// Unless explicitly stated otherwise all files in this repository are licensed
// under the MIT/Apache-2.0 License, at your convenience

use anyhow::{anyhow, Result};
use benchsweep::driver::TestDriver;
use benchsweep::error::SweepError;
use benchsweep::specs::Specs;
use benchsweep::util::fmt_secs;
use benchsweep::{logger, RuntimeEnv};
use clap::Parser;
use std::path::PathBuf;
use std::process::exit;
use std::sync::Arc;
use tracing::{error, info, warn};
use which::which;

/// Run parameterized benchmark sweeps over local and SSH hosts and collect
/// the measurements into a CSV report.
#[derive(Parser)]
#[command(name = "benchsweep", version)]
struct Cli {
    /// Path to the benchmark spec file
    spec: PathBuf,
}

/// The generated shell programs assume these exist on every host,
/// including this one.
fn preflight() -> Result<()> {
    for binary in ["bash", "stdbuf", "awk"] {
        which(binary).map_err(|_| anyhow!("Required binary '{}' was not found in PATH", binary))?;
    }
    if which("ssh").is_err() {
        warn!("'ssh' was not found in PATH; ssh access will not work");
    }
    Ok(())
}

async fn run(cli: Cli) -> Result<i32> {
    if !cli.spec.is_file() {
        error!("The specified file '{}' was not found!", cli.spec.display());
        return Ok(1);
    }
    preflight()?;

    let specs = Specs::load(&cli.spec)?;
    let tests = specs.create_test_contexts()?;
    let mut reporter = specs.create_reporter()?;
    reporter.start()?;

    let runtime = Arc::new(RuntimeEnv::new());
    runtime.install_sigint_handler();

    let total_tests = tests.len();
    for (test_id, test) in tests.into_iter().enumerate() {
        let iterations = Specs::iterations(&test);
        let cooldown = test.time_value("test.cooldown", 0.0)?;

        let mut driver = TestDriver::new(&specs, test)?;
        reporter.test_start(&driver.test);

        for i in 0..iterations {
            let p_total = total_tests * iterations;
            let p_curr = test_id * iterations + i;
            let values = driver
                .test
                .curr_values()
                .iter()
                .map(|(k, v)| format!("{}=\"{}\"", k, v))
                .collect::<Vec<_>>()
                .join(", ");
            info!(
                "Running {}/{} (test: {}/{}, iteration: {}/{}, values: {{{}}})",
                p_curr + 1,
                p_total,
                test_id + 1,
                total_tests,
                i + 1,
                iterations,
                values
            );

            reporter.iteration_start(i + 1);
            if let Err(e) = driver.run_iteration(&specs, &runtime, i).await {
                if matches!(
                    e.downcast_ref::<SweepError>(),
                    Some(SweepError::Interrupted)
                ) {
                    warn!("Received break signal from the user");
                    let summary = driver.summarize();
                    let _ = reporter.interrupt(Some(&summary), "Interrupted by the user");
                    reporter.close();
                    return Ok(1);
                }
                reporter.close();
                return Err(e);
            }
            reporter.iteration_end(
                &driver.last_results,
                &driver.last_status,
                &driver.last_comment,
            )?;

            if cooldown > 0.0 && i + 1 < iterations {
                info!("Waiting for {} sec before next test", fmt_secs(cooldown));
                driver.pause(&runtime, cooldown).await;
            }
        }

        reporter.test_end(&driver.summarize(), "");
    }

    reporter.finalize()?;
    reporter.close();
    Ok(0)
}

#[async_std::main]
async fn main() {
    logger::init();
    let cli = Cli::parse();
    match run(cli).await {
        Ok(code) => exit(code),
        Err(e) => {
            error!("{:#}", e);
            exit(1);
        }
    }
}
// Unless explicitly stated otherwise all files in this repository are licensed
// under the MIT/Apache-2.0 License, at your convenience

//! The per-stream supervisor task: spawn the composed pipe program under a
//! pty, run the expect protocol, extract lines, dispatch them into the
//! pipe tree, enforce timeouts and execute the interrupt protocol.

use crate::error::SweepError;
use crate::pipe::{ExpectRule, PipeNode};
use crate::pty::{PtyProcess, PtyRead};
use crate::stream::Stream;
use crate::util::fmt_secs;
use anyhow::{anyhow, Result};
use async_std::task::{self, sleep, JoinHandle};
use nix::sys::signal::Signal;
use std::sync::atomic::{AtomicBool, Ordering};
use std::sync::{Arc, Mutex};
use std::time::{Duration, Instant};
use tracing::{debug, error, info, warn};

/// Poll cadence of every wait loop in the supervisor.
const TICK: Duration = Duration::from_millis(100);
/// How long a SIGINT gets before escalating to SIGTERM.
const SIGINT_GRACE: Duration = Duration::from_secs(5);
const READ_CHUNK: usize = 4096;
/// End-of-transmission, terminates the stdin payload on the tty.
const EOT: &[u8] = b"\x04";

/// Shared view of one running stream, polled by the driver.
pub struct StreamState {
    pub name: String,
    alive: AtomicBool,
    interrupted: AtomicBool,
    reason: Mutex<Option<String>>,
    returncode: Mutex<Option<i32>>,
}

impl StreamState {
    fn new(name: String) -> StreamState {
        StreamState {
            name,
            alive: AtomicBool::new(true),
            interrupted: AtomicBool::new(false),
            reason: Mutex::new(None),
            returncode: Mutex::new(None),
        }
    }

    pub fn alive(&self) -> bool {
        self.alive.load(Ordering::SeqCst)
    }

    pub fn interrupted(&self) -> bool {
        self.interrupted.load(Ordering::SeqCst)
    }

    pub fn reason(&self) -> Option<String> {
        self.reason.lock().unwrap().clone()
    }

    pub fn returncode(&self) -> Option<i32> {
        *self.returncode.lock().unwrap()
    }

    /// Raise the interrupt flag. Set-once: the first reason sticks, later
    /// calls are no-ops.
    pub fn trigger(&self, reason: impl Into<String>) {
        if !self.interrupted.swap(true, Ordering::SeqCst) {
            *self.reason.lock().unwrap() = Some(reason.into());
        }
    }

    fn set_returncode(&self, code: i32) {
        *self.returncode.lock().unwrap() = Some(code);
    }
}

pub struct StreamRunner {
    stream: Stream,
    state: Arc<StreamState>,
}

* * *

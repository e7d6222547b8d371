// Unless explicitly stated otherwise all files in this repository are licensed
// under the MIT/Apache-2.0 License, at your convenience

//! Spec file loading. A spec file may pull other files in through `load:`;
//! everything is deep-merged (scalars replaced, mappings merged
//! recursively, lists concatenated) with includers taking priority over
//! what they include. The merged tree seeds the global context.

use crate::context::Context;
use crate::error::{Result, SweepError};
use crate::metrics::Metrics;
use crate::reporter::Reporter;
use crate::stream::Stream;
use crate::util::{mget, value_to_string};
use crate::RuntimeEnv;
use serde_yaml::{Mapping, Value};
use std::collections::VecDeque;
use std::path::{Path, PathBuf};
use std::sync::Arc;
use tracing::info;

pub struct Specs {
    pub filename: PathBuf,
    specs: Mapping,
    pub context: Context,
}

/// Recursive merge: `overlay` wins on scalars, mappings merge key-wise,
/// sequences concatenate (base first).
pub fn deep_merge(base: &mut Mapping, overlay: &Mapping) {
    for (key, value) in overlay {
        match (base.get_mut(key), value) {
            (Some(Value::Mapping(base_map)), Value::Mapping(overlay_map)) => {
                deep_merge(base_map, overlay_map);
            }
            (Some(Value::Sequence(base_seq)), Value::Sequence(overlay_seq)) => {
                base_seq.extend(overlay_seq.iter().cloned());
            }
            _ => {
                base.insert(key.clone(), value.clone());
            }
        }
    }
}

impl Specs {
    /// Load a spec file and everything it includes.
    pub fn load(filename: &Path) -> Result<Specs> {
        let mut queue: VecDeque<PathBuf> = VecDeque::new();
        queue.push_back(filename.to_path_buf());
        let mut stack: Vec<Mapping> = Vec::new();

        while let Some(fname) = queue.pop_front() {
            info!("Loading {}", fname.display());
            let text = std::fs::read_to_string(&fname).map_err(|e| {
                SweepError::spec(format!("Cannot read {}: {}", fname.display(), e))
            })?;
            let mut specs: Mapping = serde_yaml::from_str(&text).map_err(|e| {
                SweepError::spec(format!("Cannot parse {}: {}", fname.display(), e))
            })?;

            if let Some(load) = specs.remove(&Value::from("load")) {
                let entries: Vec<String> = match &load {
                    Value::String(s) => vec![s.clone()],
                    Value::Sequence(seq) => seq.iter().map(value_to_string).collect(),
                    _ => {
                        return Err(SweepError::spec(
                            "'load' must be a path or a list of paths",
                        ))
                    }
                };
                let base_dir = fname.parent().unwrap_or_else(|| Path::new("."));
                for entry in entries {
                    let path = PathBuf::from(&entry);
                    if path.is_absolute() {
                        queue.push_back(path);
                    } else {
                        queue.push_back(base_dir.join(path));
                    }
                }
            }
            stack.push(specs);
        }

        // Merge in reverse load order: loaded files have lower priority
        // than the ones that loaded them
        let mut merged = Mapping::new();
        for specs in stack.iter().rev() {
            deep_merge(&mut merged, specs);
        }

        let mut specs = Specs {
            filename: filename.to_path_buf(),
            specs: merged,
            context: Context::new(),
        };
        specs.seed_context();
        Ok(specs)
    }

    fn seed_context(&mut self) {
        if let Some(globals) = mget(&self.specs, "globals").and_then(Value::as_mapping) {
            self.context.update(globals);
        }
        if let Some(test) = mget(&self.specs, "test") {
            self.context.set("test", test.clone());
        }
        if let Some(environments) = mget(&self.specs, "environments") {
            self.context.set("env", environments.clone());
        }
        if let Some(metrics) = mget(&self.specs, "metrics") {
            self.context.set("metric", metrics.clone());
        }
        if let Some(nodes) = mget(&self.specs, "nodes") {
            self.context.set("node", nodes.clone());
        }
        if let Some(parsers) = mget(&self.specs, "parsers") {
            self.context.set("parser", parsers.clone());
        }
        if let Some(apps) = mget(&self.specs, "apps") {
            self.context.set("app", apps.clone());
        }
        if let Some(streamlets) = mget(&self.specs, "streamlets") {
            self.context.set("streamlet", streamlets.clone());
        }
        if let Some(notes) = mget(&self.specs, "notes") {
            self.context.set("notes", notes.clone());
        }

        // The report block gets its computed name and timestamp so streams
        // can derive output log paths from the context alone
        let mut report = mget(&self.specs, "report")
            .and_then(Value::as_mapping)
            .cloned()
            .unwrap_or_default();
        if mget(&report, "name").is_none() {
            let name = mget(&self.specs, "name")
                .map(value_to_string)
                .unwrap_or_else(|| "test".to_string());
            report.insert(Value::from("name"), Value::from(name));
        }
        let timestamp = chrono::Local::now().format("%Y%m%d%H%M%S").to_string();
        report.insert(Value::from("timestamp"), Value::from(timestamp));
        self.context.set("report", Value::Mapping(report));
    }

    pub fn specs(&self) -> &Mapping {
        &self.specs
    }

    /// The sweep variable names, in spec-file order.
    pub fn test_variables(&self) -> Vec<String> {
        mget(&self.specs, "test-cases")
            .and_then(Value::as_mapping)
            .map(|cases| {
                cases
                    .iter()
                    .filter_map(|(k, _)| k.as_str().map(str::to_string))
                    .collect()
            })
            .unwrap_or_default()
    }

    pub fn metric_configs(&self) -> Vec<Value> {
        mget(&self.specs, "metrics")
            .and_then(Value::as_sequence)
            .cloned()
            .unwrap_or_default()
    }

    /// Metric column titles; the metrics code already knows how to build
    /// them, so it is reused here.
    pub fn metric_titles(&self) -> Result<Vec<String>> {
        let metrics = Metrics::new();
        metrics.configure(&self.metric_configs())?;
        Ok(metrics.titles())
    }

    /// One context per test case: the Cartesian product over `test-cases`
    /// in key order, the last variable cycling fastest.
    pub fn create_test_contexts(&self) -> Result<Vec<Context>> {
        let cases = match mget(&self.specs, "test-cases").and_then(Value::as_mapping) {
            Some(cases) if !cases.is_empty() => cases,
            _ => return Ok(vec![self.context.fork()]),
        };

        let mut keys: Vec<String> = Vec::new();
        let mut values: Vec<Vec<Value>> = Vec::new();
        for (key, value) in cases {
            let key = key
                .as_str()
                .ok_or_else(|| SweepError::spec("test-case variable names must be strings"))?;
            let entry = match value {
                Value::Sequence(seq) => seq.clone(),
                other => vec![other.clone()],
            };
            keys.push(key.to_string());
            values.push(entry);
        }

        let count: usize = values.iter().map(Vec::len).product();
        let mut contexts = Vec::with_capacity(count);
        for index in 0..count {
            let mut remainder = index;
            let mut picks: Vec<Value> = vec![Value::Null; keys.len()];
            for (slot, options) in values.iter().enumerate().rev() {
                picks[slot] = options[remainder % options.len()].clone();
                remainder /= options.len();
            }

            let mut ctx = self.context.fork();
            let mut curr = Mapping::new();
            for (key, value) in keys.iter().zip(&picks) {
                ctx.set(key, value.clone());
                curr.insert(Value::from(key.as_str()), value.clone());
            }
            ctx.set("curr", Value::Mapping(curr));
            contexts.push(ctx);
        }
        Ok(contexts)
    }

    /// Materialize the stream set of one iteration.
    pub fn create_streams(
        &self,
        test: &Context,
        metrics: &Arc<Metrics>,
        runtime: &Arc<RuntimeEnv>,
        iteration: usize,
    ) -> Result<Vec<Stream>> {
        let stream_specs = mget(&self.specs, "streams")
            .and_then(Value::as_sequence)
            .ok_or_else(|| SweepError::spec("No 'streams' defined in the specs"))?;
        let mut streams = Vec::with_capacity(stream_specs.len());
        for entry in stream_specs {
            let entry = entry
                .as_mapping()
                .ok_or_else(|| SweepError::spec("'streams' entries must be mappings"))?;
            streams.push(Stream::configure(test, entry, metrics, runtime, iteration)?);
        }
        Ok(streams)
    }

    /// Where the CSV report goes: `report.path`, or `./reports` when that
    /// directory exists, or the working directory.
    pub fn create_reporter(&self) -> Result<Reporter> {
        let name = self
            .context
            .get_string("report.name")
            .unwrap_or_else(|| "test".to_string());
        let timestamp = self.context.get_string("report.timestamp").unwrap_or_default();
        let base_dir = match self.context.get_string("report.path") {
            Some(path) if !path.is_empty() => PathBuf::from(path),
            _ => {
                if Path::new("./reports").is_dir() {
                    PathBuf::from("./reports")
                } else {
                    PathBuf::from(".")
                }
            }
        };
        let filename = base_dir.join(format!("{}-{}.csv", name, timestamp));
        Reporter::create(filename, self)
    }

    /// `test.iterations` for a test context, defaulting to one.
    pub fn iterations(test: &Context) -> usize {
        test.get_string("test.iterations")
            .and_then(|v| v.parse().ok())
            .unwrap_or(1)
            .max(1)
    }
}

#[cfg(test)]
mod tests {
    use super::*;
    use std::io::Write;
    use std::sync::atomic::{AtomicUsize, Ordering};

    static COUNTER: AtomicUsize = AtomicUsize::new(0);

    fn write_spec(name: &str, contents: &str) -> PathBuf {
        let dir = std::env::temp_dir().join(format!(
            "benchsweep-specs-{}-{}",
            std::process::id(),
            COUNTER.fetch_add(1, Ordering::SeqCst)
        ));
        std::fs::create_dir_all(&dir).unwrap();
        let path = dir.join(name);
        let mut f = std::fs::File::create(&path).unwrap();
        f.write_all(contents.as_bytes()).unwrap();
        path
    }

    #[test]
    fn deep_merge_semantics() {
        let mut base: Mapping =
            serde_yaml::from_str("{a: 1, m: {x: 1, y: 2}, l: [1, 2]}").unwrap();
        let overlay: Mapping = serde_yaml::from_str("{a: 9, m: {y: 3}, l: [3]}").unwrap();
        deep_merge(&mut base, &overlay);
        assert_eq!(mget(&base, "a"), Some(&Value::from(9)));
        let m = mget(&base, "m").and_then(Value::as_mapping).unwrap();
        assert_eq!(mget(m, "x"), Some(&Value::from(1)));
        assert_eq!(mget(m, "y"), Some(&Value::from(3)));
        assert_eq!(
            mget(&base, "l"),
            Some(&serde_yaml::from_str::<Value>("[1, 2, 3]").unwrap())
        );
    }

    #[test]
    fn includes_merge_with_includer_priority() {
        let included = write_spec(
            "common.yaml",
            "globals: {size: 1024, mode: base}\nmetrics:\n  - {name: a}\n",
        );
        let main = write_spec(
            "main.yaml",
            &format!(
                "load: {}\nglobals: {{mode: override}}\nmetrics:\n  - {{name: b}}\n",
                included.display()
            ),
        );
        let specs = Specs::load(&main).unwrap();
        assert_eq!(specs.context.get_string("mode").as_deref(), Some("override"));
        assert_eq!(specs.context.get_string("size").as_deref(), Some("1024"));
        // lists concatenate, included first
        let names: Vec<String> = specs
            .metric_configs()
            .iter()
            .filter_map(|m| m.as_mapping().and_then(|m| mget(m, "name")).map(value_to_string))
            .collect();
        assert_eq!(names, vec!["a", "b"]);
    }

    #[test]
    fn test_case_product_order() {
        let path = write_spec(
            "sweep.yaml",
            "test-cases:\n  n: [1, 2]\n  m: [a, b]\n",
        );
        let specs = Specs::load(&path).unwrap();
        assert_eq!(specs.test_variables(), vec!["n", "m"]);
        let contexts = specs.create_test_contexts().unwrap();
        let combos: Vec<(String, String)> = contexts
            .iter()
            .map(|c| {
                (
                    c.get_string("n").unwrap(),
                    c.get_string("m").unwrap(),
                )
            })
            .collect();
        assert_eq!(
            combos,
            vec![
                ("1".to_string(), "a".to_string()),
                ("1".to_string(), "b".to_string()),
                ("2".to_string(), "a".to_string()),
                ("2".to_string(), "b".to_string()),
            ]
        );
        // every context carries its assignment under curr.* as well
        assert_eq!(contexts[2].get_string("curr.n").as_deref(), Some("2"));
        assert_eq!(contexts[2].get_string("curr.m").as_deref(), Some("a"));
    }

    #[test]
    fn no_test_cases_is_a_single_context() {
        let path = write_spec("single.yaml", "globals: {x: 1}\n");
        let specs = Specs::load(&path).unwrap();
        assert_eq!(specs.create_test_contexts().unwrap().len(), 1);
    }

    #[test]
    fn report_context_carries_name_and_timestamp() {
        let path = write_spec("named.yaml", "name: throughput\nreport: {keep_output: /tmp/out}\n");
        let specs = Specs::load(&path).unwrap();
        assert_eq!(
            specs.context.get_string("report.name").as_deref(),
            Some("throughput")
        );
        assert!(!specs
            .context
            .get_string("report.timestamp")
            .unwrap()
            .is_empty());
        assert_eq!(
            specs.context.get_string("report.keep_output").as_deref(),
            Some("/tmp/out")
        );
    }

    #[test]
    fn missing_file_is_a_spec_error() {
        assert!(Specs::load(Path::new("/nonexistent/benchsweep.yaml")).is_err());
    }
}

* * *

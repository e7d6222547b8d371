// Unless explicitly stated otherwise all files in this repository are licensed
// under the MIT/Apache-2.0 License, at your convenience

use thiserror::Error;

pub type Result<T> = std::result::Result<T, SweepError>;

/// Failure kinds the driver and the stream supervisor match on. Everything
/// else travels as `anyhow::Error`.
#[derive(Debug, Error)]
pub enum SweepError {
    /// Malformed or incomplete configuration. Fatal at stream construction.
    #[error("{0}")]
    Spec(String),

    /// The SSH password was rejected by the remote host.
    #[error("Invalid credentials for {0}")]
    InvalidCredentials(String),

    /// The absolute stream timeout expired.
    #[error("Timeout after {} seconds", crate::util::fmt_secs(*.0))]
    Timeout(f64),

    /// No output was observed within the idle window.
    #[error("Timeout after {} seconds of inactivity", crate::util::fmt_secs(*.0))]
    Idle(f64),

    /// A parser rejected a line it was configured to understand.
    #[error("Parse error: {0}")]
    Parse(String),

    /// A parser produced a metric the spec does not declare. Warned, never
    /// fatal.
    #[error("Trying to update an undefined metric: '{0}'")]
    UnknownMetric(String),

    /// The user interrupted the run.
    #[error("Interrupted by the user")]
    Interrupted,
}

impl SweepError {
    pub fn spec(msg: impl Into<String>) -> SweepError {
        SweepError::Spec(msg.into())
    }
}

* * *

WHAT THIS TASK INVOLVES:
Pull each line containing the word "gets" out of the data above.

RESPONSE:
/// How long a SIGINT gets before escalating to SIGTERM.
        // The report block gets its computed name and timestamp so streams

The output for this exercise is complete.